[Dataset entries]
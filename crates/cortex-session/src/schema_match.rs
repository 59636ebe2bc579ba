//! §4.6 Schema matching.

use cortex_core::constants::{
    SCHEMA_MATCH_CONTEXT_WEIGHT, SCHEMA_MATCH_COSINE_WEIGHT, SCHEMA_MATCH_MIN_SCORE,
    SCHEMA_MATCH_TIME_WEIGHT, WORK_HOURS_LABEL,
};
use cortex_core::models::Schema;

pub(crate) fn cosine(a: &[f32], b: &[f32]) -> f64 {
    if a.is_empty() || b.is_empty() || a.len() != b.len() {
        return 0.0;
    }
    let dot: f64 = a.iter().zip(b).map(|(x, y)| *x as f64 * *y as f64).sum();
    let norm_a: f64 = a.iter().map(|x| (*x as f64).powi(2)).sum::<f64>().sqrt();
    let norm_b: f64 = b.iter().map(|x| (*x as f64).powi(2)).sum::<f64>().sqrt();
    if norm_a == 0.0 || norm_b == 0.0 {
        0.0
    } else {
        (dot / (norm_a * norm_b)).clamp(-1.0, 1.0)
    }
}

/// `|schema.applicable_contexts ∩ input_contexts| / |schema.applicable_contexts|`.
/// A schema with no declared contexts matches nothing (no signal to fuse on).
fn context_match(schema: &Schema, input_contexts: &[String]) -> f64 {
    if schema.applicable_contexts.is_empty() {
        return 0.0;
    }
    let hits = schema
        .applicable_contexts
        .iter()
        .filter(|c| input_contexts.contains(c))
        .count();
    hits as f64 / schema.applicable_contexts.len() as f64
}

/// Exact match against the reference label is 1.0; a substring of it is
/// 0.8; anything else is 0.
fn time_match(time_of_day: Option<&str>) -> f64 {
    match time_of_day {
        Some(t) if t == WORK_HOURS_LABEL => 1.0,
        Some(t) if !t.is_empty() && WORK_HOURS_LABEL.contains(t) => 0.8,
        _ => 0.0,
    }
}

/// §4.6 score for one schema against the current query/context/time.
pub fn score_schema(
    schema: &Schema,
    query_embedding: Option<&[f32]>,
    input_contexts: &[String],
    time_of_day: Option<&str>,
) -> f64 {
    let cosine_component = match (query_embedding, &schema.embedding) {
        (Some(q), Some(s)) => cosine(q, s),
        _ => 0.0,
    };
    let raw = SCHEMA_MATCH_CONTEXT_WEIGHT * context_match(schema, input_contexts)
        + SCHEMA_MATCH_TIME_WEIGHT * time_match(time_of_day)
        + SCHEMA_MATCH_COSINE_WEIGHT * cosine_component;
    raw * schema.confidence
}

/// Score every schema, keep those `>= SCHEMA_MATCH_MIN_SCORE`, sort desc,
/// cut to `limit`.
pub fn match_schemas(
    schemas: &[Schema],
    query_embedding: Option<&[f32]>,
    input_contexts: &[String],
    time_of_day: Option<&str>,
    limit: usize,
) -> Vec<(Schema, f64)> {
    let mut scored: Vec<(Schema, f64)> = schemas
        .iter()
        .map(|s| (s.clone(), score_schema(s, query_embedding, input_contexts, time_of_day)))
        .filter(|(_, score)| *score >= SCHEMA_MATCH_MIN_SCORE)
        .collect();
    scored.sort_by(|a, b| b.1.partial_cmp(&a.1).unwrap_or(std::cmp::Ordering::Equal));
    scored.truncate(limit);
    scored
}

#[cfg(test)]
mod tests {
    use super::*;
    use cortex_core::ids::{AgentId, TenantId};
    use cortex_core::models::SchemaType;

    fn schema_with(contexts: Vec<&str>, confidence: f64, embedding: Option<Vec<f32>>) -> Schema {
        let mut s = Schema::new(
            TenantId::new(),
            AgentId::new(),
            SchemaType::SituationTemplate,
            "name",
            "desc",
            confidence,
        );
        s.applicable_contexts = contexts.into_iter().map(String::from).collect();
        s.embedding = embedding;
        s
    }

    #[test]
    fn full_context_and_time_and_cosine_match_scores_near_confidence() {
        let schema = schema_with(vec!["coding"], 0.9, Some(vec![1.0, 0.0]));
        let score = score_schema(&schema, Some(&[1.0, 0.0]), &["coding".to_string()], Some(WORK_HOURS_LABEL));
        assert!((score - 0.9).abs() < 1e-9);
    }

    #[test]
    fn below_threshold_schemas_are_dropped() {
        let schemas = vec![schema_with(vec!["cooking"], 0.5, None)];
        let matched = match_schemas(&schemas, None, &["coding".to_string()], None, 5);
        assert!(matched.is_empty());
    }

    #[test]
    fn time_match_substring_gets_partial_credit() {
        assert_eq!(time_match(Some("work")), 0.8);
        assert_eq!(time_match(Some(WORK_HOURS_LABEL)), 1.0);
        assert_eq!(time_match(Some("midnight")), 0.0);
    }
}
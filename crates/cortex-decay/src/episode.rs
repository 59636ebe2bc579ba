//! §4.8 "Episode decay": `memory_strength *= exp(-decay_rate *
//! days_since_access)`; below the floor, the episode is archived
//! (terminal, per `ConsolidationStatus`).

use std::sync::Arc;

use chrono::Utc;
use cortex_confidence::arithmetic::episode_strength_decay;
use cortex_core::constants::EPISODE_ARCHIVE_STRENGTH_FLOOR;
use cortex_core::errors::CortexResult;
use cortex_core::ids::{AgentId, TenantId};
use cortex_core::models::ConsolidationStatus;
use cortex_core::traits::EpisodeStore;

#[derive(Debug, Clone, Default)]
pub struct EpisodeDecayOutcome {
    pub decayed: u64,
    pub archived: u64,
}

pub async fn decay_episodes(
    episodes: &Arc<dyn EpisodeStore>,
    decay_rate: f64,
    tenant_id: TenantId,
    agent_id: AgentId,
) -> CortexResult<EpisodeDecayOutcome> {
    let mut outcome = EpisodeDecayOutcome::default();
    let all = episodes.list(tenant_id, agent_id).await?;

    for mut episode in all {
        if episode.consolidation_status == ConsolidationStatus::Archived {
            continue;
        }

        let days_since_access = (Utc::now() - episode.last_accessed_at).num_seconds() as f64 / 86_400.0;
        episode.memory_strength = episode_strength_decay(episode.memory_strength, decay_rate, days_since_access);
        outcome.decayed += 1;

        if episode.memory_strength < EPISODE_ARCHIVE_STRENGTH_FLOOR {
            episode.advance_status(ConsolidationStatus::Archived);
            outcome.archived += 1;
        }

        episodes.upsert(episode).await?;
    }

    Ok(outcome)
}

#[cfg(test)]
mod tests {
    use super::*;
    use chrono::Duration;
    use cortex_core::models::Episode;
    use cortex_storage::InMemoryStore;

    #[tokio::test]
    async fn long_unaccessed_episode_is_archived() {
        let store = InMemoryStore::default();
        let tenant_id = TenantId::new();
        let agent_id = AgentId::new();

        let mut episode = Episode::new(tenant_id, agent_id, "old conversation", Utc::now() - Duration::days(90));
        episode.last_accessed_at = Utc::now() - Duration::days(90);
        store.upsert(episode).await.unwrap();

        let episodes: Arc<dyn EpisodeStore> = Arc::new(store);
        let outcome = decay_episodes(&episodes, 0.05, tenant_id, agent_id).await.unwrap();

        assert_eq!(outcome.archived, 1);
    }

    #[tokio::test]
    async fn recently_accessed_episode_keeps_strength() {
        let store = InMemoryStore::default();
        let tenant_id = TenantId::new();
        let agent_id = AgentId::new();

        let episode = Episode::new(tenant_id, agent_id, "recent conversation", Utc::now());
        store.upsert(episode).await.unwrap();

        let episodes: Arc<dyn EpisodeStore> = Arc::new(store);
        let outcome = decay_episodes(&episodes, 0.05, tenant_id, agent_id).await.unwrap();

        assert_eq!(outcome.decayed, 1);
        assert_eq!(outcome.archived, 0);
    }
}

...

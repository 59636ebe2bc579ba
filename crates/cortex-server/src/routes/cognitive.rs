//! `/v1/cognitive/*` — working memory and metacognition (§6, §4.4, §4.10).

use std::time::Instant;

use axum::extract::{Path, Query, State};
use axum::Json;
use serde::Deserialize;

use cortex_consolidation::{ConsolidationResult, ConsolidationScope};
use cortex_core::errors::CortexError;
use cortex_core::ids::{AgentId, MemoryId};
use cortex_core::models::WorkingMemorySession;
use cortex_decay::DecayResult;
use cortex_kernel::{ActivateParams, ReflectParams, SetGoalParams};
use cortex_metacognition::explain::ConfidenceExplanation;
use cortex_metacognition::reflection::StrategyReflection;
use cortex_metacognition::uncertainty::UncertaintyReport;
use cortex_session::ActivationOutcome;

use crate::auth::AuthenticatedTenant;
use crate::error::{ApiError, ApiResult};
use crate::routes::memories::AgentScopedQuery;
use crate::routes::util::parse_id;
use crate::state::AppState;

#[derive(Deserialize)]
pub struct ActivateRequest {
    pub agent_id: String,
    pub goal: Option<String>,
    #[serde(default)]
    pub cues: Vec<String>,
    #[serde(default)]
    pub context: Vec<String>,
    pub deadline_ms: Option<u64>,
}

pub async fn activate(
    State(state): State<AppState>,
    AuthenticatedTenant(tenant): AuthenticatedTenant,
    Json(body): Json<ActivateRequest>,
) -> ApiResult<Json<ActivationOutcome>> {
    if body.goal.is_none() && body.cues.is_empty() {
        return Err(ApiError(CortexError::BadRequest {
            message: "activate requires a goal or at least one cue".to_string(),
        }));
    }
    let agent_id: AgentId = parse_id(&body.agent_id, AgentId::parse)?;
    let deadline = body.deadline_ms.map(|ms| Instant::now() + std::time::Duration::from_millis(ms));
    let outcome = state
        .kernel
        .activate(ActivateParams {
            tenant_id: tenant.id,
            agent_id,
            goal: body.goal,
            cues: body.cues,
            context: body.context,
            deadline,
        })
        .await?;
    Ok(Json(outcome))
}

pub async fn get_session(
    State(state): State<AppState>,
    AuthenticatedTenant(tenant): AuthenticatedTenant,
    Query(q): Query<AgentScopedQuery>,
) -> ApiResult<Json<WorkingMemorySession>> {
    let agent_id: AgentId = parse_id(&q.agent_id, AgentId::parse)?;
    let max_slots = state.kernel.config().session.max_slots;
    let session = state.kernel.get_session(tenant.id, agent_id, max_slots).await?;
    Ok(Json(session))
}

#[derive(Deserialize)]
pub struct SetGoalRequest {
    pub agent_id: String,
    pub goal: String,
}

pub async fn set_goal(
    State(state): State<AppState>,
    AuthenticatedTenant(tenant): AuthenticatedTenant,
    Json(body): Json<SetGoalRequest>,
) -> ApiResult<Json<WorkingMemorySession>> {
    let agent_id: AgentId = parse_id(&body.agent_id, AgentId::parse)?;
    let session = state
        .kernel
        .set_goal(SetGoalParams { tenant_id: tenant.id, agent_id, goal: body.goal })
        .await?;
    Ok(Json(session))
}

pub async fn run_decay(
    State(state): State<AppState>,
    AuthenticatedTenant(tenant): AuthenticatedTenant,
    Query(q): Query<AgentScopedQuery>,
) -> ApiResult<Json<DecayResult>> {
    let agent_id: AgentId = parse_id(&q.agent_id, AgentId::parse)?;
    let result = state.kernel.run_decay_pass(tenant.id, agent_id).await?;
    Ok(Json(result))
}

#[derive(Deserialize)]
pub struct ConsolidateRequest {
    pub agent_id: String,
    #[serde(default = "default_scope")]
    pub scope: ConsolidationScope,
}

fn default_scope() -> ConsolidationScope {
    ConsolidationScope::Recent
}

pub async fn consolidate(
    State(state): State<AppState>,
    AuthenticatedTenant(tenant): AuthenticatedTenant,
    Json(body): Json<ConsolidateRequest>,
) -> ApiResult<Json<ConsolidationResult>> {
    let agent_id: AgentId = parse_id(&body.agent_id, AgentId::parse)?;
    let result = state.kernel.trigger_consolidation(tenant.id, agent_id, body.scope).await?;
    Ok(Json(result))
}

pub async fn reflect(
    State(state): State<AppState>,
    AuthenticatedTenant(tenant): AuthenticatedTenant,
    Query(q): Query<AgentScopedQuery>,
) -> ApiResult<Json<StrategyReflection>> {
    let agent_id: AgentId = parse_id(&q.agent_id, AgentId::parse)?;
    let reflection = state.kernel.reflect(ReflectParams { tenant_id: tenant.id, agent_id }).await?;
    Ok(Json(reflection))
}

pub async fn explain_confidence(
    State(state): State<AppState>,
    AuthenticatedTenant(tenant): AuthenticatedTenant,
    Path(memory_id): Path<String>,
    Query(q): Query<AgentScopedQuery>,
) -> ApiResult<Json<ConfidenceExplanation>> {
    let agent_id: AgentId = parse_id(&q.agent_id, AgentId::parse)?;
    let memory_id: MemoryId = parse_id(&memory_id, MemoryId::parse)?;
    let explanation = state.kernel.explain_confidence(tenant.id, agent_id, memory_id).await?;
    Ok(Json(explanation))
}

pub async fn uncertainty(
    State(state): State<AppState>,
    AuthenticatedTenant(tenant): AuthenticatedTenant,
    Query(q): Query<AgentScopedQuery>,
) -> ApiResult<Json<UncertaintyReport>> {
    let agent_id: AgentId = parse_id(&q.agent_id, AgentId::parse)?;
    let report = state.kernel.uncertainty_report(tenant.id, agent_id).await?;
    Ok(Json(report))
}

**Task statement**
Track down all lines above with the string "ReflectParams" and copy them.

**Response**
use cortex_kernel::{ActivateParams, ReflectParams, SetGoalParams};
    let reflection = state.kernel.reflect(ReflectParams { tenant_id: tenant.id, agent_id }).await?;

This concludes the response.